EL MUNDO › OPINION
La OTAN ha dejado de existir
Por Claudio Uriarte
La OTAN no es una organización diseñada para combatir al terrorismo. Tampoco, pese a la retórica de la Guerra Fría, fue una alianza militar diseñada para combatir en todos los frentes al enemigo soviético. En realidad, según una definición de época, era una maquinaria “para mantener a los rusos afuera, a los americanos adentro y a los alemanes abajo”. Su poder militar convencional en Europa era despreciable frente a las divisiones soviéticas; lo que la volvía invulnerable era la garantía nuclear que Estados Unidos depositaba detrás de las raquíticas e indecisas tropas eurooccidentales (más allá de las pequeñas fuerzas de disuasión nuclear de Gran Bretaña y Francia, puestas en posición más por razones de prestigio nacional que por utilidad militar práctica). Por eso, el desempeño de la Alianza Atlántica en la guerra convencional de Kosovo en 1999 fue patético, requiriendo 78 días, una enorme destrucción de infraestructura civil y una final intervención rusa para doblegar a una potencia de tercer orden como la Yugoslavia de Slobodan Milosevic; por eso, tanto la ampliación de la OTAN a 27 miembros como la asignación a la Alianza por George W. Bush de una nueva misión global antiterrorista son nociones contradictorias que se cancelan mutuamente: primero, porque el terrorismo no es la clase de enemigo convencional que se puede combatir con la Fuerza de Despliegue Rápido de 21.000 hombres que se ha proyectado para dentro de unos años; segundo, porque cuantos más integrantes tiene una alianza más de diluye su unidad y su poder de decisión y ejecución, razón por la cual el Pentágono de Donald Rumsfeld buscó barrer no sólo a la OTAN sino a su “aliado especial” Gran Bretaña de toda participación en la guerra de Afganistán, bajo la consigna de que “la misión determina la coalición”.

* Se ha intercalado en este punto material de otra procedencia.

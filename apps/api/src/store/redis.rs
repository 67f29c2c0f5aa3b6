use async_trait::async_trait;
use redis::aio::MultiplexedConnection;
use redis::{Client as RedisClient, Cmd};
use tokio::sync::OnceCell;

use super::{ReportStore, StoreError};

/// Native Redis backend, used when no KV REST endpoint is configured.
///
/// One multiplexed connection is opened on first use and shared by every
/// request afterwards; startup does not wait for Redis.
pub struct RedisStore {
    client: RedisClient,
    conn: OnceCell<MultiplexedConnection>,
}

impl RedisStore {
    pub fn new(client: RedisClient) -> Self {
        Self {
            client,
            conn: OnceCell::new(),
        }
    }

    async fn connection(&self) -> Result<MultiplexedConnection, StoreError> {
        let conn = self
            .conn
            .get_or_try_init(|| self.client.get_multiplexed_async_connection())
            .await?;
        Ok(conn.clone())
    }
}

fn setex_cmd(key: &str, ttl_seconds: u64, value: &str) -> Cmd {
    let mut cmd = redis::cmd("SET");
    cmd.arg(key).arg(value).arg("EX").arg(ttl_seconds);
    cmd
}

fn get_cmd(key: &str) -> Cmd {
    let mut cmd = redis::cmd("GET");
    cmd.arg(key);
    cmd
}

#[async_trait]
impl ReportStore for RedisStore {
    async fn set_ex(&self, key: &str, ttl_seconds: u64, value: &str) -> Result<(), StoreError> {
        let mut conn = self.connection().await?;
        setex_cmd(key, ttl_seconds, value)
            .query_async::<_, ()>(&mut conn)
            .await?;
        Ok(())
    }

    async fn get(&self, key: &str) -> Result<Option<String>, StoreError> {
        let mut conn = self.connection().await?;
        let value = get_cmd(key)
            .query_async::<_, Option<String>>(&mut conn)
            .await?;
        Ok(value)
    }
}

Estas consideraciones son importantes a la hora de evaluar los resultados de la cumbre de Praga de esta semana. No fue la soldadura de una nueva alianza militar, ni contra el terrorismo ni contra Irak. En realidad, no fue más que un gigantesco ejercicio de relaciones públicas, diseñado por Estados Unidos para mantener a la creciente “Europa Occidental” dentro de una imagen de consenso, pero con sus miembros cuidadosamente apartados de todos los resortes de decisión clave. Por esa misma razón se le ha permitido a Rusia un status de participante a medias, a través del Consejo Atlántico: Washington le da el gusto de participar a todos los aspirantes, y hasta países lúmpenes como Albania están siendo considerados con el rostro más serio para la próxima ronda de ampliación. También por esa razón, Bush no requirió nada de la Alianza en relación a Irak: Francia y Rusia, dos Estados con fuertes lazos comerciales al régimen de Saddam Hussein, vetarían inmediatamente toda acción en un cuerpo donde las decisiones se toman por unanimidad. Por lo ocurrido en Praga, la OTAN se ha convertido en un equivalente del Consejo de Seguridad de las Naciones Unidas, es decir, un cuerpo de decisión minado de intereses contradictorios y poderes de veto que constituye todo lo contrario del vehículo expeditivo que querrían unos Estados Unidos unilateralistas. Las capacidades militares europeas están muy por detrás de las estadounidenses, a tal punto de que la brecha interatlántica sólo en armamentos vuelve incompatible una cooperación entre los dos. Y si los ejércitos de Polonia, Hungría y la República Checa –los países que se sumaron en la anterior ampliación– ya estaban muy por detrás de esas deficientes capacidades europeas, los aportes de los ejércitos de Lituania, Letonia y Estonia –uno de los cuales incluye una brigada de perros olfateadores muy bien entrenados– pueden considerarse irrelevantes.
En este ejercicio de relaciones públicas, Bush no ha dejado de lado a su villano favorito: Saddam Hussein. Pero, cuanto más fuerte retumban las arengas de guerra de la administración contra el tirano, más escuálido parece el despliegue militar estadounidense en el terreno: las fuerzas no han subido de 60.000 hombres en toda el área comprendida desde el Mediterráneo hasta Asia Central –cuando se necesitarían 250.000 hombres para Irak solamente, para no hablar del armamento pesado– y el Pentágono no parece en apuros por acelerar los suministros –una operación que llevaría varios meses– pese a que se está cerrando la ventana de oportunidad climática que permitiría a EE.UU. atacar en enero-febrero, antes que empiecen los calores superiores a los 50 grados centígrados y las tormentas de arena que dificultarían las maniobras de tropas. Es que la cortina de humo bélico que funcionó para las elecciones legislativas del 5 de noviembre no tiene por qué disiparse ahora, cuando las informaciones económicas más acusatorias de la recesión estadounidense tienen que estar por descargarse sobre el público.